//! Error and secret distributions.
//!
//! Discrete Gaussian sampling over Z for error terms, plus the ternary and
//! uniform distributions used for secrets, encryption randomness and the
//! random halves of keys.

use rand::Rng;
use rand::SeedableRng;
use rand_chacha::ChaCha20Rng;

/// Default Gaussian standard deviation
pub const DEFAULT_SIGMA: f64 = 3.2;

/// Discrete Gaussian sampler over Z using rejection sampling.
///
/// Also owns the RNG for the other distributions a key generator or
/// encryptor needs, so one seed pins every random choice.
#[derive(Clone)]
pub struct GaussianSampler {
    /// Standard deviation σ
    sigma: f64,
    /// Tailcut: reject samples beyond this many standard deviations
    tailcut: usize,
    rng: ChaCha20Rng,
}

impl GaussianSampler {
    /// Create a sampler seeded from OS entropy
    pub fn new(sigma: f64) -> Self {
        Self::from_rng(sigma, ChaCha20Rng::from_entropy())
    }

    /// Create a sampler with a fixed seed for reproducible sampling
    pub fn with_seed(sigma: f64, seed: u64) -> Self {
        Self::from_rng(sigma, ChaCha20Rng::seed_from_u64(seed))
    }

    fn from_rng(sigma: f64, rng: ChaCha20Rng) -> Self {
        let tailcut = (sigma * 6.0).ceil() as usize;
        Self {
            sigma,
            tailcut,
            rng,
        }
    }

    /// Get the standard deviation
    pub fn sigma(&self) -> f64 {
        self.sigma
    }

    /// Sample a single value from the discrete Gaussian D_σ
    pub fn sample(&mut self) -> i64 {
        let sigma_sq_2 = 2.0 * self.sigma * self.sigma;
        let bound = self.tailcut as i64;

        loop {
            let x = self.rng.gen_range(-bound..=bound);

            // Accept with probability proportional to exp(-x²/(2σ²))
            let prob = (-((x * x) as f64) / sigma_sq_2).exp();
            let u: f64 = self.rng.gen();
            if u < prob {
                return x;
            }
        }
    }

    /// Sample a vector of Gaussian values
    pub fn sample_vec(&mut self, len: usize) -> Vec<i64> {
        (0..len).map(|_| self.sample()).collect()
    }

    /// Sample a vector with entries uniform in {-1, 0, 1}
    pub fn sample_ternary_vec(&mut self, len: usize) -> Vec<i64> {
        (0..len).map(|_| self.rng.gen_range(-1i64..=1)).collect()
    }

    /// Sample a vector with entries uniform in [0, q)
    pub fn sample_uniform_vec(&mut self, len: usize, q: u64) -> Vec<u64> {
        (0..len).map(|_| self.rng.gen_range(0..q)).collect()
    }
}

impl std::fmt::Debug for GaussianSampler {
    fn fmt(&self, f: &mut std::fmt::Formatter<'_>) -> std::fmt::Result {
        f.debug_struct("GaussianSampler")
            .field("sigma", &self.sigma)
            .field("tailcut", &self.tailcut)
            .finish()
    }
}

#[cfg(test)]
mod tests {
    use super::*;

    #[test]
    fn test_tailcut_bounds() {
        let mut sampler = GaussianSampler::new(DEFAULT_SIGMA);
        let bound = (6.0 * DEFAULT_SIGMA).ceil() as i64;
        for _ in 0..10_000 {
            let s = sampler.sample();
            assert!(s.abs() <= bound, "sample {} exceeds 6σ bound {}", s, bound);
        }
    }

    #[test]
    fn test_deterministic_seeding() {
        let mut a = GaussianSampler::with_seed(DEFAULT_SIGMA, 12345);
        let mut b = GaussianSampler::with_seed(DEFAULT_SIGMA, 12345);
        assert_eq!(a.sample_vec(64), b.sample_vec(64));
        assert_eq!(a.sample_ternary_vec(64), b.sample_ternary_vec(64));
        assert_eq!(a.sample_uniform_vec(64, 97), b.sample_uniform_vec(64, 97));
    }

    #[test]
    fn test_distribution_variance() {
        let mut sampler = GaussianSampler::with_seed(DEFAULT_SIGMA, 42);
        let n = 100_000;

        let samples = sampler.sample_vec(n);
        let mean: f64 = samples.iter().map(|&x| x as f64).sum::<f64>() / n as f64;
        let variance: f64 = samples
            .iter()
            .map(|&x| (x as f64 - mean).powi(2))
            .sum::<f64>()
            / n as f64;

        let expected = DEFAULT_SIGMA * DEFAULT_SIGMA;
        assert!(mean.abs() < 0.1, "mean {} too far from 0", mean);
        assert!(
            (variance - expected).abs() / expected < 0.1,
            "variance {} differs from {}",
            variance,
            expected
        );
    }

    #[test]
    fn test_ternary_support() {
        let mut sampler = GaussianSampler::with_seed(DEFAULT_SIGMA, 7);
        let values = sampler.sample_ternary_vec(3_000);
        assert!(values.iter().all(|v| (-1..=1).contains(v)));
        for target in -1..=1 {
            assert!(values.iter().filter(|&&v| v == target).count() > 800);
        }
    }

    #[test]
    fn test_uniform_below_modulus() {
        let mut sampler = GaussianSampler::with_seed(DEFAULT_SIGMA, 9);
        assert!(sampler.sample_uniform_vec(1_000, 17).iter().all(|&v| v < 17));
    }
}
:::::
Your objective
Please write out the records from above, keeping every line exact.

Result
//! Error and secret distributions.
//!
//! Discrete Gaussian sampling over Z for error terms, plus the ternary and
//! uniform distributions used for secrets, encryption randomness and the
//! random halves of keys.

use rand::Rng;
use rand::SeedableRng;
use rand_chacha::ChaCha20Rng;

/// Default Gaussian standard deviation
pub const DEFAULT_SIGMA: f64 = 3.2;

/// Discrete Gaussian sampler over Z using rejection sampling.
///
/// Also owns the RNG for the other distributions a key generator or
/// encryptor needs, so one seed pins every random choice.
#[derive(Clone)]
pub struct GaussianSampler {
    /// Standard deviation σ
    sigma: f64,
    /// Tailcut: reject samples beyond this many standard deviations
    tailcut: usize,
    rng: ChaCha20Rng,
}

impl GaussianSampler {
    /// Create a sampler seeded from OS entropy
    pub fn new(sigma: f64) -> Self {
        Self::from_rng(sigma, ChaCha20Rng::from_entropy())
    }

    /// Create a sampler with a fixed seed for reproducible sampling
    pub fn with_seed(sigma: f64, seed: u64) -> Self {
        Self::from_rng(sigma, ChaCha20Rng::seed_from_u64(seed))
    }

    fn from_rng(sigma: f64, rng: ChaCha20Rng) -> Self {
        let tailcut = (sigma * 6.0).ceil() as usize;
        Self {
            sigma,
            tailcut,
            rng,
        }
    }

    /// Get the standard deviation
    pub fn sigma(&self) -> f64 {
        self.sigma
    }

    /// Sample a single value from the discrete Gaussian D_σ
    pub fn sample(&mut self) -> i64 {
        let sigma_sq_2 = 2.0 * self.sigma * self.sigma;
        let bound = self.tailcut as i64;

        loop {
            let x = self.rng.gen_range(-bound..=bound);

            // Accept with probability proportional to exp(-x²/(2σ²))
            let prob = (-((x * x) as f64) / sigma_sq_2).exp();
            let u: f64 = self.rng.gen();
            if u < prob {
                return x;
            }
        }
    }

    /// Sample a vector of Gaussian values
    pub fn sample_vec(&mut self, len: usize) -> Vec<i64> {
        (0..len).map(|_| self.sample()).collect()
    }

    /// Sample a vector with entries uniform in {-1, 0, 1}
    pub fn sample_ternary_vec(&mut self, len: usize) -> Vec<i64> {
        (0..len).map(|_| self.rng.gen_range(-1i64..=1)).collect()
    }

    /// Sample a vector with entries uniform in [0, q)
    pub fn sample_uniform_vec(&mut self, len: usize, q: u64) -> Vec<u64> {
        (0..len).map(|_| self.rng.gen_range(0..q)).collect()
    }
}

impl std::fmt::Debug for GaussianSampler {
    fn fmt(&self, f: &mut std::fmt::Formatter<'_>) -> std::fmt::Result {
        f.debug_struct("GaussianSampler")
            .field("sigma", &self.sigma)
            .field("tailcut", &self.tailcut)
            .finish()
    }
}

#[cfg(test)]
mod tests {
    use super::*;

    #[test]
    fn test_tailcut_bounds() {
        let mut sampler = GaussianSampler::new(DEFAULT_SIGMA);
        let bound = (6.0 * DEFAULT_SIGMA).ceil() as i64;
        for _ in 0..10_000 {
            let s = sampler.sample();
            assert!(s.abs() <= bound, "sample {} exceeds 6σ bound {}", s, bound);
        }
    }

    #[test]
    fn test_deterministic_seeding() {
        let mut a = GaussianSampler::with_seed(DEFAULT_SIGMA, 12345);
        let mut b = GaussianSampler::with_seed(DEFAULT_SIGMA, 12345);
        assert_eq!(a.sample_vec(64), b.sample_vec(64));
        assert_eq!(a.sample_ternary_vec(64), b.sample_ternary_vec(64));
        assert_eq!(a.sample_uniform_vec(64, 97), b.sample_uniform_vec(64, 97));
    }

    #[test]
    fn test_distribution_variance() {
        let mut sampler = GaussianSampler::with_seed(DEFAULT_SIGMA, 42);
        let n = 100_000;

        let samples = sampler.sample_vec(n);
        let mean: f64 = samples.iter().map(|&x| x as f64).sum::<f64>() / n as f64;
        let variance: f64 = samples
            .iter()
            .map(|&x| (x as f64 - mean).powi(2))
            .sum::<f64>()
            / n as f64;

        let expected = DEFAULT_SIGMA * DEFAULT_SIGMA;
        assert!(mean.abs() < 0.1, "mean {} too far from 0", mean);
        assert!(
            (variance - expected).abs() / expected < 0.1,
            "variance {} differs from {}",
            variance,
            expected
        );
    }

    #[test]
    fn test_ternary_support() {
        let mut sampler = GaussianSampler::with_seed(DEFAULT_SIGMA, 7);
        let values = sampler.sample_ternary_vec(3_000);
        assert!(values.iter().all(|v| (-1..=1).contains(v)));
        for target in -1..=1 {
            assert!(values.iter().filter(|&&v| v == target).count() > 800);
        }
    }

    #[test]
    fn test_uniform_below_modulus() {
        let mut sampler = GaussianSampler::with_seed(DEFAULT_SIGMA, 9);
        assert!(sampler.sample_uniform_vec(1_000, 17).iter().all(|&v| v < 17));
    }
}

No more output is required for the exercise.